======== Records supplied ========

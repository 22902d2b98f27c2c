//! Client share links built from an inbound as it sits on disk.

use anyhow::Result;
use base64::{
    engine::general_purpose::{STANDARD, URL_SAFE_NO_PAD},
    Engine as _,
};
use serde_json::{json, Value};
use urlencoding::encode;

use crate::{
    catalog::{ProtocolDescriptor, ProtocolFamily},
    error::ConfError,
    keys,
};

/// Fields a link needs, pulled out of one inbound.
#[derive(Debug, Clone, Default)]
struct LinkFields {
    tag: String,
    port: u16,
    uuid: Option<String>,
    password: Option<String>,
    method: Option<String>,
    network: String,
    path: Option<String>,
    host_header: Option<String>,
    sni: Option<String>,
    flow: Option<String>,
    reality_private_key: Option<String>,
    short_id: Option<String>,
}

fn str_at<'a>(v: &'a Value, ptr: &str) -> Option<&'a str> {
    v.pointer(ptr).and_then(Value::as_str).filter(|s| !s.is_empty())
}

fn fields(inbound: &Value) -> LinkFields {
    let network = str_at(inbound, "/streamSettings/network").unwrap_or("tcp").to_string();
    let transport = match network.as_str() {
        "ws" => "/streamSettings/wsSettings",
        "httpupgrade" => "/streamSettings/httpupgradeSettings",
        _ => "",
    };
    let sub = |k: &str| {
        if transport.is_empty() {
            None
        } else {
            str_at(inbound, &format!("{transport}/{k}")).map(str::to_string)
        }
    };
    LinkFields {
        tag: str_at(inbound, "/tag").unwrap_or_default().to_string(),
        port: crate::fragments::inbound_port(inbound).unwrap_or(0),
        uuid: str_at(inbound, "/settings/clients/0/id").map(str::to_string),
        password: str_at(inbound, "/settings/clients/0/password")
            .or_else(|| str_at(inbound, "/settings/password"))
            .map(str::to_string),
        method: str_at(inbound, "/settings/method").map(str::to_string),
        path: sub("path"),
        host_header: sub("host"),
        sni: str_at(inbound, "/streamSettings/tlsSettings/serverName")
            .or_else(|| str_at(inbound, "/streamSettings/realitySettings/serverNames/0"))
            .map(str::to_string),
        flow: str_at(inbound, "/settings/clients/0/flow").map(str::to_string),
        reality_private_key: str_at(inbound, "/streamSettings/realitySettings/privateKey").map(str::to_string),
        short_id: inbound
            .pointer("/streamSettings/realitySettings/shortIds/0")
            .and_then(Value::as_str)
            .map(str::to_string),
        network,
    }
}

/// Host clients dial: the configured public address, else the TLS domain.
/// REALITY's server name is someone else's site and never qualifies.
pub fn resolve_host(desc: &ProtocolDescriptor, inbound: &Value, public_host: Option<&str>) -> Result<String, ConfError> {
    if let Some(h) = public_host.map(str::trim).filter(|h| !h.is_empty()) {
        return Ok(h.to_string());
    }
    if desc.family.is_tls_fronted() {
        if let Some(d) = str_at(inbound, "/streamSettings/tlsSettings/serverName") {
            return Ok(d.to_string());
        }
    }
    Err(ConfError::invalid(
        "public_host",
        format!("{} has no domain; set public_host in the config or XRAYCTL_PUBLIC_HOST", desc.name),
    ))
}

fn authority(host: &str, port: u16) -> String {
    if host.contains(':') && !host.starts_with('[') {
        format!("[{host}]:{port}")
    } else {
        format!("{host}:{port}")
    }
}

fn need(v: Option<String>, field: &str, tag: &str) -> Result<String, ConfError> {
    v.ok_or_else(|| ConfError::invalid(field, format!("unit '{tag}' has no {field}")))
}

fn query(pairs: &[(&str, &str)]) -> String {
    pairs
        .iter()
        .filter(|(_, v)| !v.is_empty())
        .map(|(k, v)| format!("{k}={}", encode(v)))
        .collect::<Vec<_>>()
        .join("&")
}

pub fn share_url(desc: &ProtocolDescriptor, inbound: &Value, host: &str) -> Result<String> {
    let f = fields(inbound);
    let addr = authority(host, f.port);
    let name = encode(&f.tag);

    let url = match (desc.protocol, desc.family) {
        ("vless", ProtocolFamily::Reality) => {
            let uuid = need(f.uuid.clone(), "uuid", &f.tag)?;
            let private = need(f.reality_private_key.clone(), "private_key", &f.tag)?;
            let pbk = keys::x25519_public_from_private(&private)?;
            let q = query(&[
                ("encryption", "none"),
                ("flow", f.flow.as_deref().unwrap_or("")),
                ("security", "reality"),
                ("sni", f.sni.as_deref().unwrap_or("")),
                ("fp", "chrome"),
                ("pbk", pbk.as_str()),
                ("sid", f.short_id.as_deref().unwrap_or("")),
                ("type", f.network.as_str()),
            ]);
            format!("vless://{uuid}@{addr}?{q}#{name}")
        }
        ("vless", _) => {
            let uuid = need(f.uuid.clone(), "uuid", &f.tag)?;
            let sni = f.sni.as_deref().unwrap_or(host);
            let q = query(&[
                ("encryption", "none"),
                ("security", "tls"),
                ("sni", sni),
                ("type", f.network.as_str()),
                ("host", f.host_header.as_deref().unwrap_or(sni)),
                ("path", f.path.as_deref().unwrap_or("/")),
            ]);
            format!("vless://{uuid}@{addr}?{q}#{name}")
        }
        ("vmess", _) => {
            let uuid = need(f.uuid.clone(), "uuid", &f.tag)?;
            let sni = f.sni.as_deref().unwrap_or(host);
            let body = json!({
                "v": "2",
                "ps": f.tag,
                "add": host,
                "port": f.port.to_string(),
                "id": uuid,
                "aid": "0",
                "scy": "auto",
                "net": f.network,
                "type": "none",
                "host": f.host_header.as_deref().unwrap_or(sni),
                "path": f.path.as_deref().unwrap_or("/"),
                "tls": "tls",
                "sni": sni,
            });
            format!("vmess://{}", STANDARD.encode(body.to_string()))
        }
        ("trojan", _) => {
            let password = need(f.password.clone(), "password", &f.tag)?;
            let sni = f.sni.as_deref().unwrap_or(host);
            let q = query(&[
                ("security", "tls"),
                ("sni", sni),
                ("type", f.network.as_str()),
                ("host", f.host_header.as_deref().unwrap_or(sni)),
                ("path", f.path.as_deref().unwrap_or("/")),
            ]);
            format!("trojan://{}@{addr}?{q}#{name}", encode(&password))
        }
        ("shadowsocks", family) => {
            let method = need(f.method.clone(), "method", &f.tag)?;
            let password = need(f.password.clone(), "password", &f.tag)?;
            // SIP002: 2022 ciphers take a plain percent-encoded userinfo.
            let userinfo = if family == ProtocolFamily::Shadowsocks2022 {
                format!("{}:{}", encode(&method), encode(&password))
            } else {
                URL_SAFE_NO_PAD.encode(format!("{method}:{password}"))
            };
            format!("ss://{userinfo}@{addr}#{name}")
        }
        (other, _) => {
            return Err(ConfError::ProtocolNotSupported { name: format!("share link for {other}") }.into())
        }
    };
    Ok(url)
}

========

Above are the entries; copy out every line among them that contains the word "ConfError".

    error::ConfError,
pub fn resolve_host(desc: &ProtocolDescriptor, inbound: &Value, public_host: Option<&str>) -> Result<String, ConfError> {
    Err(ConfError::invalid(
fn need(v: Option<String>, field: &str, tag: &str) -> Result<String, ConfError> {
    v.ok_or_else(|| ConfError::invalid(field, format!("unit '{tag}' has no {field}")))
            return Err(ConfError::ProtocolNotSupported { name: format!("share link for {other}") }.into())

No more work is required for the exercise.